Paper Structure (12 sections, 4 equations, 4 figures, 6 tables, 2 algorithms)

This paper contains 12 sections, 4 equations, 4 figures, 6 tables, 2 algorithms.

Figures (4)

  • Figure 1: Overview of HEALNet (Hybrid Early-fusion Attention Learning Network) using a shared and modality-specific parameter space to learn from structurally different data sources in the same model (Fig. 1A). The shared space is a learned latent embedding $S$ that is iteratively updated through $d$ attention-based fusion layers and captures the shared information between modalities. The hybrid early-fusion layer (Fig. 1B, and Eq. \ref{['eq:update_function']}) learns the cross-attention weights $W_m=\{W^{(q)}_m, W^{(k)}_m, W^{(v)}_m\}$ for each modality $m$ corresponding to the queries ($Q_m=W^{(q)}_m S$), keys ($K_m=W^{(k)}_m X_m$), and values ($V_m=W^{(v)}_m X_m$) which are shared between layers. These layers capture the structural information of each modality and encode it in the shared embedding after a pass through a self-normalising network (SNN) layer.
  • Figure 2: Mean percentage uplift of all multimodal models compared to the best unimodal baseline.
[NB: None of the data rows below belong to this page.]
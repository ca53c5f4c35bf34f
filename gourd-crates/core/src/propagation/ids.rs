use crate::containers::StorageKey;

/// Identifies a propagator instance within a [`State`](crate::State). Identifiers are assigned in
/// the order the propagators are added.
#[repr(transparent)]
#[derive(Clone, Copy, Debug, Hash, PartialEq, Eq, PartialOrd, Ord)]
pub struct PropagatorId(pub(crate) u32);

/// The position of a variable in the scope of a propagator. It is chosen by the propagator when it
/// registers the variable and handed back with every event of that variable.
#[derive(Clone, Copy, Debug, Hash, PartialEq, Eq, PartialOrd, Ord)]
pub struct LocalId(u32);

impl LocalId {
    pub const fn from(position: u32) -> LocalId {
        LocalId(position)
    }

    pub fn unpack(self) -> u32 {
        self.0
    }
}

impl std::fmt::Display for PropagatorId {
    fn fmt(&self, f: &mut std::fmt::Formatter<'_>) -> std::fmt::Result {
        write!(f, "PropagatorId({})", self.0)
    }
}

impl std::fmt::Display for LocalId {
    fn fmt(&self, f: &mut std::fmt::Formatter<'_>) -> std::fmt::Result {
        write!(f, "#{}", self.0)
    }
}

macro_rules! impl_storage_key {
    ($id:ident) => {
        impl StorageKey for $id {
            fn index(&self) -> usize {
                self.0 as usize
            }

            fn create_from_index(index: usize) -> Self {
                $id(index as u32)
            }
        }
    };
}

impl_storage_key!(PropagatorId);
impl_storage_key!(LocalId);
use std::fmt::Display;

/// A checkpoint in the world stack of an [`Environment`](super::Environment).
///
/// Obtained from [`Environment::world_push`](super::Environment::world_push), which returns the
/// world that is being left; passing the token to
/// [`Environment::restore_to`](super::Environment::restore_to) brings every cell back to the values
/// it had at that moment.
#[derive(Clone, Copy, Debug, Default, PartialEq, Eq, PartialOrd, Ord, Hash)]
pub struct World {
    pub(crate) depth: usize,
}

impl World {
    pub const ROOT: World = World { depth: 0 };

    pub fn depth(&self) -> usize {
        self.depth
    }
}

impl Display for World {
    fn fmt(&self, f: &mut std::fmt::Formatter<'_>) -> std::fmt::Result {
        write!(f, "world {}", self.depth)
    }
}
Across all tested TCGA cancer sites, HEALNet's hybrid early-fusion paradigm outperforms early, intermediate, and late fusion methods.
  • Figure 3: Illustration of model's inspection capabilities using HEALNet on a high-risk patient of the UCEC study. We use the mean modality-specific attention weights across layers to highlight high-risk regions and inspect high-attention omic features. Individual patches can be used for further clinical or computational post-hoc analysis such as nucleus segmentation. We observe that the high-risk regions exhibit a very high concentration and different arrangement of epithelial cells (red) which is commonly associated with the origin of various cancer types coradini_Epithelial_2011Epithelialcellpolarityandtumorigenesis.
  • Figure 4: Effect of the regularisation mechanism. We show the train (top) and validation (bottom) losses on the KIRP dataset, of HEALNet variants with no regularisation (blue), only L1 regularisation (indigo), and L1 regularisation + a self-normalising network layer (green).